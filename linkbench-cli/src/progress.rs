//! Terminal Progress Rendering
//!
//! An indicatif bar behind the `ProgressSink` contract. The message slot
//! carries the current stage label so the user can see which phase or
//! target is running. Under `--verbose` the bar is replaced by `NullSink`
//! and log lines take over.

use indicatif::{ProgressBar, ProgressDrawTarget, ProgressStyle};
use linkbench_core::ProgressSink;

/// Progress bar for the controlling terminal.
pub struct TermProgress {
    bar: ProgressBar,
}

impl TermProgress {
    /// A bar that stays hidden until `start` announces the total.
    pub fn new() -> Self {
        let bar = ProgressBar::hidden();
        bar.set_style(
            ProgressStyle::default_bar()
                .template(
                    "{spinner:.green} [{elapsed_precise}] [{bar:40.cyan/blue}] {pos}/{len} {msg}",
                )
                .unwrap_or_else(|_| ProgressStyle::default_bar())
                .progress_chars("#>-"),
        );
        Self { bar }
    }
}

impl Default for TermProgress {
    fn default() -> Self {
        Self::new()
    }
}

impl ProgressSink for TermProgress {
    fn start(&self, total_units: u64) {
        self.bar.set_length(total_units);
        self.bar.set_position(0);
        self.bar.set_draw_target(ProgressDrawTarget::stderr());
    }

    fn increment(&self, delta: u64, stage: &str) {
        self.bar.set_message(stage.to_string());
        self.bar.inc(delta);
    }

    fn update(&self, position: u64, stage: &str) {
        self.bar.set_message(stage.to_string());
        self.bar.set_position(position);
    }

    fn stop(&self) {
        self.bar.finish_with_message("complete");
    }
}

Task directions: In the listing above, find the lines holding the word "impl" and copy them.

Finished exercise:
impl TermProgress {
impl Default for TermProgress {
impl ProgressSink for TermProgress {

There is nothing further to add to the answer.